■ Material provided:
>>>>>
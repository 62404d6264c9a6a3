//! Access decisions.
//!
//! An [`AccessDecision`] is what the gateway enforces: who the caller is, the
//! effect, the one resource it applies to, and a flat context map forwarded
//! to the backend handlers. On the wire it is the gateway's policy response:
//!
//! ```json
//! {
//!   "principalId": "user-1",
//!   "policyDocument": {
//!     "Version": "2012-10-17",
//!     "Statement": [{
//!       "Action": "execute-api:Invoke",
//!       "Effect": "Allow",
//!       "Resource": "arn:aws:execute-api:us-east-1:123456789012:abc/prod/GET/collections"
//!     }]
//!   },
//!   "context": {"sub": "user-1", "tokenUse": "access", "expiresAt": 1700003600}
//! }
//! ```

use crate::auth::claims::VerifiedClaims;
use serde::{Deserialize, Serialize};
use std::collections::BTreeMap;
use thiserror::Error;

/// Policy language version understood by the gateway.
pub const POLICY_VERSION: &str = "2012-10-17";

/// The single action a decision grants or denies.
pub const INVOKE_ACTION: &str = "execute-api:Invoke";

/// Decision effect.
#[derive(Debug, Clone, Copy, PartialEq, Eq, Serialize, Deserialize)]
pub enum Effect {
    Allow,
    Deny,
}

/// Scalar value in the decision context.
#[derive(Debug, Clone, PartialEq, Eq, Serialize, Deserialize)]
#[serde(untagged)]
pub enum ContextValue {
    Bool(bool),
    Number(i64),
    String(String),
}

impl From<&str> for ContextValue {
    fn from(value: &str) -> Self {
        ContextValue::String(value.to_string())
    }
}

impl From<i64> for ContextValue {
    fn from(value: i64) -> Self {
        ContextValue::Number(value)
    }
}

impl From<bool> for ContextValue {
    fn from(value: bool) -> Self {
        ContextValue::Bool(value)
    }
}

/// Outcome of a successful authorization, scoped to one resource.
#[derive(Debug, Clone, PartialEq, Eq, Serialize, Deserialize)]
#[serde(into = "PolicyResponse", try_from = "PolicyResponse")]
pub struct AccessDecision {
    principal_id: String,
    effect: Effect,
    resource: String,
    context: BTreeMap<String, ContextValue>,
}

impl AccessDecision {
    pub fn new(
        principal_id: String,
        effect: Effect,
        resource: String,
        context: BTreeMap<String, ContextValue>,
    ) -> Self {
        Self {
            principal_id,
            effect,
            resource,
            context,
        }
    }

    pub fn principal_id(&self) -> &str {
        &self.principal_id
    }

    pub fn effect(&self) -> Effect {
        self.effect
    }

    pub fn resource(&self) -> &str {
        &self.resource
    }

    pub fn context(&self) -> &BTreeMap<String, ContextValue> {
        &self.context
    }
}

/// Build the decision for a verified token.
///
/// The resource is exactly the invoked method's identifier; decisions are
/// never widened to wildcards. Context keys:
///
/// | Key         | Source       | Present            |
/// |-------------|--------------|--------------------|
/// | `sub`       | `sub`        | always             |
/// | `tokenUse`  | `token_use`  | always             |
/// | `expiresAt` | `exp`        | always             |
/// | `clientId`  | `client_id`  | if in token        |
/// | `username`  | `username`   | if in token        |
/// | `scope`     | `scope`      | if in token        |
/// | `authTime`  | `auth_time`  | if in token        |
pub fn build_decision(claims: &VerifiedClaims, resource: &str) -> AccessDecision {
    let mut context = BTreeMap::new();
    context.insert("sub".to_string(), ContextValue::from(claims.subject()));
    context.insert("tokenUse".to_string(), ContextValue::from(claims.token_use()));
    context.insert("expiresAt".to_string(), ContextValue::from(claims.expires_at()));

    if let Some(client_id) = claims.client_id() {
        context.insert("clientId".to_string(), ContextValue::from(client_id));
    }
    if let Some(username) = claims.username() {
        context.insert("username".to_string(), ContextValue::from(username));
    }
    if let Some(scope) = claims.scope() {
        context.insert("scope".to_string(), ContextValue::from(scope));
    }
    if let Some(auth_time) = claims.auth_time() {
        context.insert("authTime".to_string(), ContextValue::from(auth_time));
    }

    AccessDecision::new(
        claims.subject().to_string(),
        Effect::Allow,
        resource.to_string(),
        context,
    )
}

// =============================================================================
// Wire format
// =============================================================================

#[derive(Serialize, Deserialize)]
#[serde(rename_all = "camelCase")]
struct PolicyResponse {
    principal_id: String,
    policy_document: PolicyDocument,
    #[serde(default)]
    context: BTreeMap<String, ContextValue>,
}

#[derive(Serialize, Deserialize)]
#[serde(rename_all = "PascalCase")]
struct PolicyDocument {
    version: String,
    statement: Vec<PolicyStatement>,
}

#[derive(Serialize, Deserialize)]
#[serde(rename_all = "PascalCase")]
struct PolicyStatement {
    action: String,
    effect: Effect,
    resource: String,
}

/// Policy response that does not describe a single-resource invoke decision.
#[derive(Debug, Error)]
pub enum PolicyFormatError {
    #[error("expected exactly one statement, found {0}")]
    StatementCount(usize),

    #[error("unsupported action: {0}")]
    UnsupportedAction(String),
}

impl From<AccessDecision> for PolicyResponse {
    fn from(decision: AccessDecision) -> Self {
        PolicyResponse {
            principal_id: decision.principal_id,
            policy_document: PolicyDocument {
                version: POLICY_VERSION.to_string(),
                statement: vec![PolicyStatement {
                    action: INVOKE_ACTION.to_string(),
                    effect: decision.effect,
                    resource: decision.resource,
                }],
            },
            context: decision.context,
        }
    }
}

impl TryFrom<PolicyResponse> for AccessDecision {
    type Error = PolicyFormatError;

    fn try_from(response: PolicyResponse) -> Result<Self, Self::Error> {
        let count = response.policy_document.statement.len();
        let mut statements = response.policy_document.statement.into_iter();

        let (Some(statement), None) = (statements.next(), statements.next()) else {
            return Err(PolicyFormatError::StatementCount(count));
        };
        if statement.action != INVOKE_ACTION {
            return Err(PolicyFormatError::UnsupportedAction(statement.action));
        }

        Ok(AccessDecision::new(
            response.principal_id,
            statement.effect,
            statement.resource,
            response.context,
        ))
    }
}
<<<<<
Nothing but the lines holding the word "Some" should be returned from the listing above.

■ Task response:
    if let Some(client_id) = claims.client_id() {
    if let Some(username) = claims.username() {
    if let Some(scope) = claims.scope() {
    if let Some(auth_time) = claims.auth_time() {
        let (Some(statement), None) = (statements.next(), statements.next()) else {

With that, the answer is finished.